7. Protein-rich food is important for milk production. Increase the amount of eggs, meat if you eat them, pulses, beans and legumes. Instead of simple carbohydrates, there are many complex carbohydrates, such as whole grains. The former include brown rice, whole wheat, etc. A well-balanced diet is important at all times, especially during breastfeeding
8. Rest – If you are lucky enough to have help, try to use it to get some rest. You have to accept the fact that some feeds are bottle fed and you could have your partner or grandparents give you a bottle while you rest a bit. A well-nourished and rested mother produces more milk
I have tried to list as many options as possible. You may have seen that I didn’t just try one, but many of them in parallel.
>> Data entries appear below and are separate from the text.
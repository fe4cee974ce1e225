// Remote command channel contract
//
// The engine never talks to a transport directly. Everything it needs from
// a device (inspection commands, staging directives, the commit cycle)
// goes through `CommandChannel`, so the REST client and the in-memory
// device are interchangeable.

use std::sync::Arc;

use async_trait::async_trait;
use strum::{Display, EnumString};

use crate::error::Error;

/// Opening marker framing a text configuration payload.
pub const CONFIG_OUTPUT_START: &str = "<configuration-output>";
/// Closing marker framing a text configuration payload.
pub const CONFIG_OUTPUT_END: &str = "</configuration-output>";
/// Reserved reply denoting "nothing configured at this scope".
pub const EMPTY_OUTPUT: &str = "empty";

/// Coarse platform family, used to pick platform-specific statements.
#[derive(Debug, Clone, Copy, PartialEq, Eq, Hash, Display, EnumString)]
#[strum(serialize_all = "lowercase")]
pub enum PlatformFamily {
    Srx,
    Ex,
    Qfx,
    Mx,
    Other,
}

impl PlatformFamily {
    /// Classify a product model string (`srx340`, `vSRX`, `ex4300-48t`, `mx204`).
    pub fn from_model(model: &str) -> Self {
        let model = model.to_ascii_lowercase();
        let model = model.trim_start_matches('v');
        if model.starts_with("srx") {
            Self::Srx
        } else if model.starts_with("ex") {
            Self::Ex
        } else if model.starts_with("qfx") {
            Self::Qfx
        } else if model.starts_with("mx") {
            Self::Mx
        } else {
            Self::Other
        }
    }
}

/// Identity and capabilities reported by a device when a session opens.
#[derive(Debug, Clone, PartialEq, Eq)]
pub struct DeviceFacts {
    pub hostname: String,
    pub model: String,
    pub version: String,
    pub platform: PlatformFamily,
}

impl DeviceFacts {
    /// Build facts from the raw model string, deriving the platform family.
    pub fn new(
        hostname: impl Into<String>,
        model: impl Into<String>,
        version: impl Into<String>,
    ) -> Self {
        let model = model.into();
        Self {
            hostname: hostname.into(),
            platform: PlatformFamily::from_model(&model),
            model,
            version: version.into(),
        }
    }
}

/// The primitives the synchronization engine consumes.
///
/// Implementations are not required to be reentrant: callers serialize
/// reads through the engine's read guard and writes through the device lock.
#[async_trait]
pub trait CommandChannel: Send + Sync {
    /// Identity of the device behind this channel.
    async fn facts(&self) -> Result<DeviceFacts, Error>;

    /// Run a read-only inspection command and return its raw text.
    ///
    /// Configuration dumps are returned framed by [`CONFIG_OUTPUT_START`] /
    /// [`CONFIG_OUTPUT_END`], or as [`EMPTY_OUTPUT`] when nothing matched.
    async fn query(&self, command: &str) -> Result<String, Error>;

    /// Run a structured (tag-delimited) RPC and return the raw reply.
    /// RPC errors are left in the reply for the caller to inspect.
    async fn query_structured(&self, rpc: &str) -> Result<String, Error>;

    /// Stage directives into the candidate configuration. Returns warnings.
    async fn apply(&self, lines: &[String]) -> Result<Vec<String>, Error>;

    /// Try to take the exclusive configuration lock.
    /// `Ok(false)` means another session currently holds it.
    async fn lock(&self) -> Result<bool, Error>;

    async fn unlock(&self) -> Result<(), Error>;

    /// Dry-run validation of the candidate configuration.
    async fn validate(&self) -> Result<(), Error>;

    /// Commit the candidate configuration. Returns warnings.
    async fn commit(&self, comment: Option<&str>) -> Result<Vec<String>, Error>;

    /// Drop staged edits, restoring the candidate to the active configuration.
    async fn discard_candidate(&self) -> Result<(), Error>;

    /// Tear down the session.
    async fn close(&self) -> Result<(), Error>;
}

/// Opens one channel per operation.
#[async_trait]
pub trait Connector: Send + Sync {
    async fn connect(&self) -> Result<Arc<dyn CommandChannel>, Error>;
}

/// Collapse a configuration reply whose payload is blank to [`EMPTY_OUTPUT`].
pub fn normalize_output(body: String) -> String {
    let payload = body
        .trim()
        .trim_start_matches(CONFIG_OUTPUT_START)
        .trim_end_matches(CONFIG_OUTPUT_END);
    if payload.trim().is_empty() {
        EMPTY_OUTPUT.to_owned()
    } else {
        body
    }
}

/// Frame a set-form payload the way the device does.
pub fn frame_output(lines: &[String]) -> String {
    if lines.is_empty() {
        return EMPTY_OUTPUT.to_owned();
    }
    let mut out = String::from(CONFIG_OUTPUT_START);
    out.push('\n');
    for line in lines {
        out.push_str(line);
        out.push('\n');
    }
    out.push_str(CONFIG_OUTPUT_END);
    out
}

#[cfg(test)]
#[allow(clippy::unwrap_used)]
mod tests {
    use super::*;

    #[test]
    fn platform_from_model() {
        assert_eq!(PlatformFamily::from_model("vSRX"), PlatformFamily::Srx);
        assert_eq!(PlatformFamily::from_model("srx340"), PlatformFamily::Srx);
        assert_eq!(PlatformFamily::from_model("ex4300-48t"), PlatformFamily::Ex);
        assert_eq!(PlatformFamily::from_model("mx204"), PlatformFamily::Mx);
        assert_eq!(PlatformFamily::from_model("vmx"), PlatformFamily::Mx);
        assert_eq!(PlatformFamily::from_model("acx710"), PlatformFamily::Other);
    }

    #[test]
    fn platform_round_trips_through_strings() {
        assert_eq!(PlatformFamily::Qfx.to_string(), "qfx");
        assert_eq!("mx".parse::<PlatformFamily>().unwrap(), PlatformFamily::Mx);
    }

    #[test]
    fn blank_payload_collapses_to_sentinel() {
        let body = format!("{CONFIG_OUTPUT_START}\n\n{CONFIG_OUTPUT_END}\n");
        assert_eq!(normalize_output(body), EMPTY_OUTPUT);
        assert_eq!(normalize_output(String::new()), EMPTY_OUTPUT);
    }

    #[test]
    fn frame_output_wraps_lines() {
        let framed = frame_output(&["set disable".to_owned()]);
        assert_eq!(framed, "<configuration-output>\nset disable\n</configuration-output>");
        assert_eq!(frame_output(&[]), EMPTY_OUTPUT);
    }
}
I was also prescribed domperidone but decided not to use it because I was afraid of the side effects. On the contrary, most of the other herbal galactagogues mentioned were familiar to me and I decided to use them. It may take a while to accept that your baby isn’t exclusively breastfed, but that’s okay. Try your best to feed as much as possible and if you are producing very little, think of it as preventative medicine as even a little milk contains antibodies to keep your little one healthy and strong. Try to make the most of growth spurts as this is their way of making more milk for your body. It can be quite difficult, but at least pump more during this time. Since a typical Indian diet usually contains most of the condiments, grains, spices and legumes mentioned, I adopted them. If you decided to try the other herbs mentioned, try one new herb at a time to be sure to see if you experience any side effects. Give yourself credit for trying so hard to feed your baby and I wish you the best!